• _Source records_:
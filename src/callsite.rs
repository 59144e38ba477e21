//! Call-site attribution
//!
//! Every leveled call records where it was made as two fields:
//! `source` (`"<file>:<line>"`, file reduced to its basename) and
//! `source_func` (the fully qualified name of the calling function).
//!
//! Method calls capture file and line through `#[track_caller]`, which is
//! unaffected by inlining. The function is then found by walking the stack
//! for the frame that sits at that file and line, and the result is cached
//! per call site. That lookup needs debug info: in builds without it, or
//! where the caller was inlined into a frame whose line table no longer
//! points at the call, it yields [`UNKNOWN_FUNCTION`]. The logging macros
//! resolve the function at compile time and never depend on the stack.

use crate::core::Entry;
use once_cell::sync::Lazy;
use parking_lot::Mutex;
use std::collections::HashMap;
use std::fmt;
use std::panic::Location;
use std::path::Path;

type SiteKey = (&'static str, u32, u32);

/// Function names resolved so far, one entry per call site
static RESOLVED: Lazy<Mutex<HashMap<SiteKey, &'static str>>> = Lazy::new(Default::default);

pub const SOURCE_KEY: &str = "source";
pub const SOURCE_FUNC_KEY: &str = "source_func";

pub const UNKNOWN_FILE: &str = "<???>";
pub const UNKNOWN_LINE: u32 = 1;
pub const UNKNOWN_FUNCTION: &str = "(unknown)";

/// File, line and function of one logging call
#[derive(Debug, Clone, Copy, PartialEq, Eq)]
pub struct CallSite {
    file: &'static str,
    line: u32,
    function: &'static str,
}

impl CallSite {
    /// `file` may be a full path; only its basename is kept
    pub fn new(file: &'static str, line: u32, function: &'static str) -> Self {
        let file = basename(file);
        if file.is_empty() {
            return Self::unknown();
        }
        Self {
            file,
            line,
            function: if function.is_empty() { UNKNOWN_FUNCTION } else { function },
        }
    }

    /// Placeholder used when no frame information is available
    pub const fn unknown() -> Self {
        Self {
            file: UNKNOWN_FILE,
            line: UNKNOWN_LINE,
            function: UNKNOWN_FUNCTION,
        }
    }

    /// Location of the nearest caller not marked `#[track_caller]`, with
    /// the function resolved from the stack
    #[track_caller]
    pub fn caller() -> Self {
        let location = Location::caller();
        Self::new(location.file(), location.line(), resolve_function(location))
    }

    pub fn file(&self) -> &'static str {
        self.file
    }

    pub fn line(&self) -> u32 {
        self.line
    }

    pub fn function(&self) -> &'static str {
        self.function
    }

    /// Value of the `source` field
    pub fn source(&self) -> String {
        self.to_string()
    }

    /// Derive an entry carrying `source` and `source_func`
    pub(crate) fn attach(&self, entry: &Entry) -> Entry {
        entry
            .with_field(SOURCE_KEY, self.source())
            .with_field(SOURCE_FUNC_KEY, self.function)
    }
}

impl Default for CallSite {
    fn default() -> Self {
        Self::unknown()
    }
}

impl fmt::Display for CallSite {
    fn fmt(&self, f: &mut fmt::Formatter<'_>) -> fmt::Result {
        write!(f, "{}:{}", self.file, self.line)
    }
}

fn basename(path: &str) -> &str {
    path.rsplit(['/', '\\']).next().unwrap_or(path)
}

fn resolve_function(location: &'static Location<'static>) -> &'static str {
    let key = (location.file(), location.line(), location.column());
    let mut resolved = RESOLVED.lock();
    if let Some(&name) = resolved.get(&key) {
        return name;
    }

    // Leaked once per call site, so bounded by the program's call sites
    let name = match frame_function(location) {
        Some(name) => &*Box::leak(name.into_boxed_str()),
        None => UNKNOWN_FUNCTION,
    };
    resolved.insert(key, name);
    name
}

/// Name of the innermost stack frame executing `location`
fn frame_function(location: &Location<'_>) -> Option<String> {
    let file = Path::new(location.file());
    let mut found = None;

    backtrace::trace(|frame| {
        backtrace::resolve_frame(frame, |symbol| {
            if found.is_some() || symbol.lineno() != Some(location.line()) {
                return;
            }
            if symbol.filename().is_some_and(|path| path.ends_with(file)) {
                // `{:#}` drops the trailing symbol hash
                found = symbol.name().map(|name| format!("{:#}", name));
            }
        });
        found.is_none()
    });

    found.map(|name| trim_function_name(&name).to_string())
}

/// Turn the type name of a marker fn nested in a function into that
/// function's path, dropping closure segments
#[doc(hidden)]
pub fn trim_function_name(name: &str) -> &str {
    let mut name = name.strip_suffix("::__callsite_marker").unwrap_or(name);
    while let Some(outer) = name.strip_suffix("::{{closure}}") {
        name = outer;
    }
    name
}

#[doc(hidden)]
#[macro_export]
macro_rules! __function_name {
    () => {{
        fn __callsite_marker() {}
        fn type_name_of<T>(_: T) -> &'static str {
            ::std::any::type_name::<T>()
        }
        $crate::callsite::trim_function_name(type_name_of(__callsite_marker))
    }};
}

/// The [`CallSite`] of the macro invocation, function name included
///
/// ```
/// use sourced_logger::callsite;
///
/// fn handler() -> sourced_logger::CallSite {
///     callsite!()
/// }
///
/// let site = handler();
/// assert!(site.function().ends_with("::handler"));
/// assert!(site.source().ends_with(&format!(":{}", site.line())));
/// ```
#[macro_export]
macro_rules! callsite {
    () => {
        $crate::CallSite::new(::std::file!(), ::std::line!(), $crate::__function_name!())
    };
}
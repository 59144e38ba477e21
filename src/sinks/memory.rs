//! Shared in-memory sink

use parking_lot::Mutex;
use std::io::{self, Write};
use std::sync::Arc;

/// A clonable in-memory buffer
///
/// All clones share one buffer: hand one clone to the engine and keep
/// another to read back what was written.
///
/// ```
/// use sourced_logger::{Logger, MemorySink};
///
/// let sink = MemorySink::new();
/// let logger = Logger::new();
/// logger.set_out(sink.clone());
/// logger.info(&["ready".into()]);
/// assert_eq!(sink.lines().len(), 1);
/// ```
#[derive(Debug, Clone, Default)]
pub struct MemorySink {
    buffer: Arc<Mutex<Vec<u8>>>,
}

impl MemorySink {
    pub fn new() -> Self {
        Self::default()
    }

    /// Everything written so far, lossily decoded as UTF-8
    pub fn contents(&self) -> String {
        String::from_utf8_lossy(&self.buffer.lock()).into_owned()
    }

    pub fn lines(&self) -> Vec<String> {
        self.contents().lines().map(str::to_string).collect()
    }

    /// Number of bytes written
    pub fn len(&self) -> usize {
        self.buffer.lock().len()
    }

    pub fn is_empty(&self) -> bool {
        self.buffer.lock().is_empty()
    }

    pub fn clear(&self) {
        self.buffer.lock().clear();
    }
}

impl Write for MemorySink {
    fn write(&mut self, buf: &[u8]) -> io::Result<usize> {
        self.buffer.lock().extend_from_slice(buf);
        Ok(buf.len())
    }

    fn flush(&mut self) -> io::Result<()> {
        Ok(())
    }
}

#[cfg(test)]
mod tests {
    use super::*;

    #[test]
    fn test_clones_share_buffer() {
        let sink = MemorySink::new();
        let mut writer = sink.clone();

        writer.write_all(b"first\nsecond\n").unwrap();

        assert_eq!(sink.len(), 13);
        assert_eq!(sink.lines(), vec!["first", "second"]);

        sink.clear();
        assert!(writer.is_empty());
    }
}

• _Exercise directions_: Give back the data above exactly, so that every line matches.

• _Response box_:
filename src/callsite.rs
repository 59144e38ba477e21
//! Call-site attribution
//!
//! Every leveled call records where it was made as two fields:
//! `source` (`"<file>:<line>"`, file reduced to its basename) and
//! `source_func` (the fully qualified name of the calling function).
//!
//! Method calls capture file and line through `#[track_caller]`, which is
//! unaffected by inlining. The function is then found by walking the stack
//! for the frame that sits at that file and line, and the result is cached
//! per call site. That lookup needs debug info: in builds without it, or
//! where the caller was inlined into a frame whose line table no longer
//! points at the call, it yields [`UNKNOWN_FUNCTION`]. The logging macros
//! resolve the function at compile time and never depend on the stack.

use crate::core::Entry;
use once_cell::sync::Lazy;
use parking_lot::Mutex;
use std::collections::HashMap;
use std::fmt;
use std::panic::Location;
use std::path::Path;

type SiteKey = (&'static str, u32, u32);

/// Function names resolved so far, one entry per call site
static RESOLVED: Lazy<Mutex<HashMap<SiteKey, &'static str>>> = Lazy::new(Default::default);

pub const SOURCE_KEY: &str = "source";
pub const SOURCE_FUNC_KEY: &str = "source_func";

pub const UNKNOWN_FILE: &str = "<???>";
pub const UNKNOWN_LINE: u32 = 1;
pub const UNKNOWN_FUNCTION: &str = "(unknown)";

/// File, line and function of one logging call
#[derive(Debug, Clone, Copy, PartialEq, Eq)]
pub struct CallSite {
    file: &'static str,
    line: u32,
    function: &'static str,
}

impl CallSite {
    /// `file` may be a full path; only its basename is kept
    pub fn new(file: &'static str, line: u32, function: &'static str) -> Self {
        let file = basename(file);
        if file.is_empty() {
            return Self::unknown();
        }
        Self {
            file,
            line,
            function: if function.is_empty() { UNKNOWN_FUNCTION } else { function },
        }
    }

    /// Placeholder used when no frame information is available
    pub const fn unknown() -> Self {
        Self {
            file: UNKNOWN_FILE,
            line: UNKNOWN_LINE,
            function: UNKNOWN_FUNCTION,
        }
    }

    /// Location of the nearest caller not marked `#[track_caller]`, with
    /// the function resolved from the stack
    #[track_caller]
    pub fn caller() -> Self {
        let location = Location::caller();
        Self::new(location.file(), location.line(), resolve_function(location))
    }

    pub fn file(&self) -> &'static str {
        self.file
    }

    pub fn line(&self) -> u32 {
        self.line
    }

    pub fn function(&self) -> &'static str {
        self.function
    }

    /// Value of the `source` field
    pub fn source(&self) -> String {
        self.to_string()
    }

    /// Derive an entry carrying `source` and `source_func`
    pub(crate) fn attach(&self, entry: &Entry) -> Entry {
        entry
            .with_field(SOURCE_KEY, self.source())
            .with_field(SOURCE_FUNC_KEY, self.function)
    }
}

impl Default for CallSite {
    fn default() -> Self {
        Self::unknown()
    }
}

impl fmt::Display for CallSite {
    fn fmt(&self, f: &mut fmt::Formatter<'_>) -> fmt::Result {
        write!(f, "{}:{}", self.file, self.line)
    }
}

fn basename(path: &str) -> &str {
    path.rsplit(['/', '\\']).next().unwrap_or(path)
}

fn resolve_function(location: &'static Location<'static>) -> &'static str {
    let key = (location.file(), location.line(), location.column());
    let mut resolved = RESOLVED.lock();
    if let Some(&name) = resolved.get(&key) {
        return name;
    }

    // Leaked once per call site, so bounded by the program's call sites
    let name = match frame_function(location) {
        Some(name) => &*Box::leak(name.into_boxed_str()),
        None => UNKNOWN_FUNCTION,
    };
    resolved.insert(key, name);
    name
}

/// Name of the innermost stack frame executing `location`
fn frame_function(location: &Location<'_>) -> Option<String> {
    let file = Path::new(location.file());
    let mut found = None;

    backtrace::trace(|frame| {
        backtrace::resolve_frame(frame, |symbol| {
            if found.is_some() || symbol.lineno() != Some(location.line()) {
                return;
            }
            if symbol.filename().is_some_and(|path| path.ends_with(file)) {
                // `{:#}` drops the trailing symbol hash
                found = symbol.name().map(|name| format!("{:#}", name));
            }
        });
        found.is_none()
    });

    found.map(|name| trim_function_name(&name).to_string())
}

/// Turn the type name of a marker fn nested in a function into that
/// function's path, dropping closure segments
#[doc(hidden)]
pub fn trim_function_name(name: &str) -> &str {
    let mut name = name.strip_suffix("::__callsite_marker").unwrap_or(name);
    while let Some(outer) = name.strip_suffix("::{{closure}}") {
        name = outer;
    }
    name
}

#[doc(hidden)]
#[macro_export]
macro_rules! __function_name {
    () => {{
        fn __callsite_marker() {}
        fn type_name_of<T>(_: T) -> &'static str {
            ::std::any::type_name::<T>()
        }
        $crate::callsite::trim_function_name(type_name_of(__callsite_marker))
    }};
}

/// The [`CallSite`] of the macro invocation, function name included
///
/// ```
/// use sourced_logger::callsite;
///
/// fn handler() -> sourced_logger::CallSite {
///     callsite!()
/// }
///
/// let site = handler();
/// assert!(site.function().ends_with("::handler"));
/// assert!(site.source().ends_with(&format!(":{}", site.line())));
/// ```
#[macro_export]
macro_rules! callsite {
    () => {
        $crate::CallSite::new(::std::file!(), ::std::line!(), $crate::__function_name!())
    };
}
repository 59144e38ba477e21
filename src/sinks/memory.rs
//! Shared in-memory sink

use parking_lot::Mutex;
use std::io::{self, Write};
use std::sync::Arc;

/// A clonable in-memory buffer
///
/// All clones share one buffer: hand one clone to the engine and keep
/// another to read back what was written.
///
/// ```
/// use sourced_logger::{Logger, MemorySink};
///
/// let sink = MemorySink::new();
/// let logger = Logger::new();
/// logger.set_out(sink.clone());
/// logger.info(&["ready".into()]);
/// assert_eq!(sink.lines().len(), 1);
/// ```
#[derive(Debug, Clone, Default)]
pub struct MemorySink {
    buffer: Arc<Mutex<Vec<u8>>>,
}

impl MemorySink {
    pub fn new() -> Self {
        Self::default()
    }

    /// Everything written so far, lossily decoded as UTF-8
    pub fn contents(&self) -> String {
        String::from_utf8_lossy(&self.buffer.lock()).into_owned()
    }

    pub fn lines(&self) -> Vec<String> {
        self.contents().lines().map(str::to_string).collect()
    }

    /// Number of bytes written
    pub fn len(&self) -> usize {
        self.buffer.lock().len()
    }

    pub fn is_empty(&self) -> bool {
        self.buffer.lock().is_empty()
    }

    pub fn clear(&self) {
        self.buffer.lock().clear();
    }
}

impl Write for MemorySink {
    fn write(&mut self, buf: &[u8]) -> io::Result<usize> {
        self.buffer.lock().extend_from_slice(buf);
        Ok(buf.len())
    }

    fn flush(&mut self) -> io::Result<()> {
        Ok(())
    }
}

#[cfg(test)]
mod tests {
    use super::*;

    #[test]
    fn test_clones_share_buffer() {
        let sink = MemorySink::new();
        let mut writer = sink.clone();

        writer.write_all(b"first\nsecond\n").unwrap();

        assert_eq!(sink.len(), 13);
        assert_eq!(sink.lines(), vec!["first", "second"]);

        sink.clear();
        assert!(writer.is_empty());
    }
}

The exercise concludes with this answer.